The answer should consist of all the records, written out word for word.

Collected data entries:

# # # # #

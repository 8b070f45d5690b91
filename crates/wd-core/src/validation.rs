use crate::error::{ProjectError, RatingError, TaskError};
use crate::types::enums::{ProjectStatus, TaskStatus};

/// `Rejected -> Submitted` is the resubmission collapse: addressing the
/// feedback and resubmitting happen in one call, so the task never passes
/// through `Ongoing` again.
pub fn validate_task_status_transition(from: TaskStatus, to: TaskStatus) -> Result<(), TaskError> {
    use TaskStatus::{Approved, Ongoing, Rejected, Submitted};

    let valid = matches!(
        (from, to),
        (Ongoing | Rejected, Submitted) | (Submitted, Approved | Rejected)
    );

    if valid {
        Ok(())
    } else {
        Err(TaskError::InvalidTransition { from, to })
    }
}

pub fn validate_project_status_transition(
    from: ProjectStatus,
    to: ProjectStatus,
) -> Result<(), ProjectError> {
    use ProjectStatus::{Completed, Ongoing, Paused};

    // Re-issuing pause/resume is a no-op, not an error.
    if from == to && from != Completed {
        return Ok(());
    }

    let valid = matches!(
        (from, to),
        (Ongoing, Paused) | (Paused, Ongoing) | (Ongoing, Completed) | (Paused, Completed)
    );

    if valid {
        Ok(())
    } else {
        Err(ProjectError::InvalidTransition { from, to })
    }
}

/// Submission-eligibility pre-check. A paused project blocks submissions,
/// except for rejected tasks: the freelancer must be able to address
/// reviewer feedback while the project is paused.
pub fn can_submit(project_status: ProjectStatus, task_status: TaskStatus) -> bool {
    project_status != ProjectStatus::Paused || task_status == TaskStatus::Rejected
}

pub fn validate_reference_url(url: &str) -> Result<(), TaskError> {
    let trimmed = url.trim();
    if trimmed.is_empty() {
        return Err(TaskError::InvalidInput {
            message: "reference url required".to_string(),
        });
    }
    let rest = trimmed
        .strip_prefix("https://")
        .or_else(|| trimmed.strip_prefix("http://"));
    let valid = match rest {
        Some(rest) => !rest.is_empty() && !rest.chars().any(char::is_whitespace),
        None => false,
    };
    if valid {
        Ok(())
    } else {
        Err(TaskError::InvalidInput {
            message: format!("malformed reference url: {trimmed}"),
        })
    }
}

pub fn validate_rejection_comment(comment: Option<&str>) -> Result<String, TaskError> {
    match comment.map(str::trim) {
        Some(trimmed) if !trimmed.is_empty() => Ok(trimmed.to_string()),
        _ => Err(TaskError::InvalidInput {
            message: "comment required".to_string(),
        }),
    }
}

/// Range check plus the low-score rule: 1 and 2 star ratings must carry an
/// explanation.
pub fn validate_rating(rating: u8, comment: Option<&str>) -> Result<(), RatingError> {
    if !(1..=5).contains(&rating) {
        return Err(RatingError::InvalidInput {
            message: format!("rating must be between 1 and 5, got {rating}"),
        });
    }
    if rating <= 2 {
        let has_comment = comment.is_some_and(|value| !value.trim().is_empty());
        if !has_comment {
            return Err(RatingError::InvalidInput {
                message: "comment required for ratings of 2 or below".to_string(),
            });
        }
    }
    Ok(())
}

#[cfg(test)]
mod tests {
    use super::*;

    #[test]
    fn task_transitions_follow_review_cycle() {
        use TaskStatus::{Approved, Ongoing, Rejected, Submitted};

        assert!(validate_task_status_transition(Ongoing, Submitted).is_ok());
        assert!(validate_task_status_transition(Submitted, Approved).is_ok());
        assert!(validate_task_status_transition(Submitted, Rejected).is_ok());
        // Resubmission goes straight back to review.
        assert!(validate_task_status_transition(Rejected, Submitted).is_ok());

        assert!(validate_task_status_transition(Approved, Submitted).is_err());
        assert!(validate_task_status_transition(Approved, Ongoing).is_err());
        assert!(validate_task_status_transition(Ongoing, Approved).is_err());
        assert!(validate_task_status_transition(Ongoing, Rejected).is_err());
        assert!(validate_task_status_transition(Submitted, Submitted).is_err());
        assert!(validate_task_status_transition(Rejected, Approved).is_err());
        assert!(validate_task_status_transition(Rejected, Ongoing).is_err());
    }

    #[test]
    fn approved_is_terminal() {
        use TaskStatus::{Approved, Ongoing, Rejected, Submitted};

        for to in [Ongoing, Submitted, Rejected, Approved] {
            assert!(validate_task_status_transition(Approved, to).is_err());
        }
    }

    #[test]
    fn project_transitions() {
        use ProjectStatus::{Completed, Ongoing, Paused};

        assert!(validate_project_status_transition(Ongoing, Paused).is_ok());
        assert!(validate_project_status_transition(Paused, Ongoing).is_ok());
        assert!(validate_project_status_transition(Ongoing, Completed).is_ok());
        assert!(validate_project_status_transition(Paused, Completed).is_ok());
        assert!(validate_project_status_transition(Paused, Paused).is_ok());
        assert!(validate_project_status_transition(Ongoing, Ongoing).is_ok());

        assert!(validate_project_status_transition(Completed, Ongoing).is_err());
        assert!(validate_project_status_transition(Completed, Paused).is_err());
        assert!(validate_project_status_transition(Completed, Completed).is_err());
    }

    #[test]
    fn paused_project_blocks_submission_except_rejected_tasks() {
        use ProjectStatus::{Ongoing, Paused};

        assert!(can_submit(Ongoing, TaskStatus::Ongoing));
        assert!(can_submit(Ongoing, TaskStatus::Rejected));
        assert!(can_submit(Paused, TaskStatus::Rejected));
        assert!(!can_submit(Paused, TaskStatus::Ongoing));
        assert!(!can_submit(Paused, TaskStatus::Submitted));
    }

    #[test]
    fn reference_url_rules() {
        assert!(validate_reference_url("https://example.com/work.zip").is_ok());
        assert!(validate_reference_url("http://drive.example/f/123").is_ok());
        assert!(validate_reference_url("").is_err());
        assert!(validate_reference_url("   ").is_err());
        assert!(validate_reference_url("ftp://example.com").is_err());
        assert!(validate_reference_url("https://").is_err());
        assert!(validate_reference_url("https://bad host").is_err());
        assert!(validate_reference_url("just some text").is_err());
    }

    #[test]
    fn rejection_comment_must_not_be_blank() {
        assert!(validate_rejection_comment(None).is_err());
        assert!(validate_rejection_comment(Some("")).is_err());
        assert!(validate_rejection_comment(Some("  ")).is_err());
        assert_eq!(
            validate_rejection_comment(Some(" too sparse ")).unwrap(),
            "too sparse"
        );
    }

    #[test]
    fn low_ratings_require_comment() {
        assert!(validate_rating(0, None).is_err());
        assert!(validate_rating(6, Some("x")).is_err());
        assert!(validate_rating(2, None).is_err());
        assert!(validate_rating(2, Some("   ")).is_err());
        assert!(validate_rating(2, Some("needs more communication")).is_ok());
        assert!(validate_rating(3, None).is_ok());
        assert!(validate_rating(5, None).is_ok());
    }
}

# # # # #

Written reply
repository 8b070f45d5690b91
filename crates/wd-core/src/validation.rs
use crate::error::{ProjectError, RatingError, TaskError};
use crate::types::enums::{ProjectStatus, TaskStatus};

/// `Rejected -> Submitted` is the resubmission collapse: addressing the
/// feedback and resubmitting happen in one call, so the task never passes
/// through `Ongoing` again.
pub fn validate_task_status_transition(from: TaskStatus, to: TaskStatus) -> Result<(), TaskError> {
    use TaskStatus::{Approved, Ongoing, Rejected, Submitted};

    let valid = matches!(
        (from, to),
        (Ongoing | Rejected, Submitted) | (Submitted, Approved | Rejected)
    );

    if valid {
        Ok(())
    } else {
        Err(TaskError::InvalidTransition { from, to })
    }
}

pub fn validate_project_status_transition(
    from: ProjectStatus,
    to: ProjectStatus,
) -> Result<(), ProjectError> {
    use ProjectStatus::{Completed, Ongoing, Paused};

    // Re-issuing pause/resume is a no-op, not an error.
    if from == to && from != Completed {
        return Ok(());
    }

    let valid = matches!(
        (from, to),
        (Ongoing, Paused) | (Paused, Ongoing) | (Ongoing, Completed) | (Paused, Completed)
    );

    if valid {
        Ok(())
    } else {
        Err(ProjectError::InvalidTransition { from, to })
    }
}

/// Submission-eligibility pre-check. A paused project blocks submissions,
/// except for rejected tasks: the freelancer must be able to address
/// reviewer feedback while the project is paused.
pub fn can_submit(project_status: ProjectStatus, task_status: TaskStatus) -> bool {
    project_status != ProjectStatus::Paused || task_status == TaskStatus::Rejected
}

pub fn validate_reference_url(url: &str) -> Result<(), TaskError> {
    let trimmed = url.trim();
    if trimmed.is_empty() {
        return Err(TaskError::InvalidInput {
            message: "reference url required".to_string(),
        });
    }
    let rest = trimmed
        .strip_prefix("https://")
        .or_else(|| trimmed.strip_prefix("http://"));
    let valid = match rest {
        Some(rest) => !rest.is_empty() && !rest.chars().any(char::is_whitespace),
        None => false,
    };
    if valid {
        Ok(())
    } else {
        Err(TaskError::InvalidInput {
            message: format!("malformed reference url: {trimmed}"),
        })
    }
}

pub fn validate_rejection_comment(comment: Option<&str>) -> Result<String, TaskError> {
    match comment.map(str::trim) {
        Some(trimmed) if !trimmed.is_empty() => Ok(trimmed.to_string()),
        _ => Err(TaskError::InvalidInput {
            message: "comment required".to_string(),
        }),
    }
}

/// Range check plus the low-score rule: 1 and 2 star ratings must carry an
/// explanation.
pub fn validate_rating(rating: u8, comment: Option<&str>) -> Result<(), RatingError> {
    if !(1..=5).contains(&rating) {
        return Err(RatingError::InvalidInput {
            message: format!("rating must be between 1 and 5, got {rating}"),
        });
    }
    if rating <= 2 {
        let has_comment = comment.is_some_and(|value| !value.trim().is_empty());
        if !has_comment {
            return Err(RatingError::InvalidInput {
                message: "comment required for ratings of 2 or below".to_string(),
            });
        }
    }
    Ok(())
}

#[cfg(test)]
mod tests {
    use super::*;

    #[test]
    fn task_transitions_follow_review_cycle() {
        use TaskStatus::{Approved, Ongoing, Rejected, Submitted};

        assert!(validate_task_status_transition(Ongoing, Submitted).is_ok());
        assert!(validate_task_status_transition(Submitted, Approved).is_ok());
        assert!(validate_task_status_transition(Submitted, Rejected).is_ok());
        // Resubmission goes straight back to review.
        assert!(validate_task_status_transition(Rejected, Submitted).is_ok());

        assert!(validate_task_status_transition(Approved, Submitted).is_err());
        assert!(validate_task_status_transition(Approved, Ongoing).is_err());
        assert!(validate_task_status_transition(Ongoing, Approved).is_err());
        assert!(validate_task_status_transition(Ongoing, Rejected).is_err());
        assert!(validate_task_status_transition(Submitted, Submitted).is_err());
        assert!(validate_task_status_transition(Rejected, Approved).is_err());
        assert!(validate_task_status_transition(Rejected, Ongoing).is_err());
    }

    #[test]
    fn approved_is_terminal() {
        use TaskStatus::{Approved, Ongoing, Rejected, Submitted};

        for to in [Ongoing, Submitted, Rejected, Approved] {
            assert!(validate_task_status_transition(Approved, to).is_err());
        }
    }

    #[test]
    fn project_transitions() {
        use ProjectStatus::{Completed, Ongoing, Paused};

        assert!(validate_project_status_transition(Ongoing, Paused).is_ok());
        assert!(validate_project_status_transition(Paused, Ongoing).is_ok());
        assert!(validate_project_status_transition(Ongoing, Completed).is_ok());
        assert!(validate_project_status_transition(Paused, Completed).is_ok());
        assert!(validate_project_status_transition(Paused, Paused).is_ok());
        assert!(validate_project_status_transition(Ongoing, Ongoing).is_ok());

        assert!(validate_project_status_transition(Completed, Ongoing).is_err());
        assert!(validate_project_status_transition(Completed, Paused).is_err());
        assert!(validate_project_status_transition(Completed, Completed).is_err());
    }

    #[test]
    fn paused_project_blocks_submission_except_rejected_tasks() {
        use ProjectStatus::{Ongoing, Paused};

        assert!(can_submit(Ongoing, TaskStatus::Ongoing));
        assert!(can_submit(Ongoing, TaskStatus::Rejected));
        assert!(can_submit(Paused, TaskStatus::Rejected));
        assert!(!can_submit(Paused, TaskStatus::Ongoing));
        assert!(!can_submit(Paused, TaskStatus::Submitted));
    }

    #[test]
    fn reference_url_rules() {
        assert!(validate_reference_url("https://example.com/work.zip").is_ok());
        assert!(validate_reference_url("http://drive.example/f/123").is_ok());
        assert!(validate_reference_url("").is_err());
        assert!(validate_reference_url("   ").is_err());
        assert!(validate_reference_url("ftp://example.com").is_err());
        assert!(validate_reference_url("https://").is_err());
        assert!(validate_reference_url("https://bad host").is_err());
        assert!(validate_reference_url("just some text").is_err());
    }

    #[test]
    fn rejection_comment_must_not_be_blank() {
        assert!(validate_rejection_comment(None).is_err());
        assert!(validate_rejection_comment(Some("")).is_err());
        assert!(validate_rejection_comment(Some("  ")).is_err());
        assert_eq!(
            validate_rejection_comment(Some(" too sparse ")).unwrap(),
            "too sparse"
        );
    }

    #[test]
    fn low_ratings_require_comment() {
        assert!(validate_rating(0, None).is_err());
        assert!(validate_rating(6, Some("x")).is_err());
        assert!(validate_rating(2, None).is_err());
        assert!(validate_rating(2, Some("   ")).is_err());
        assert!(validate_rating(2, Some("needs more communication")).is_ok());
        assert!(validate_rating(3, None).is_ok());
        assert!(validate_rating(5, None).is_ok());
    }
}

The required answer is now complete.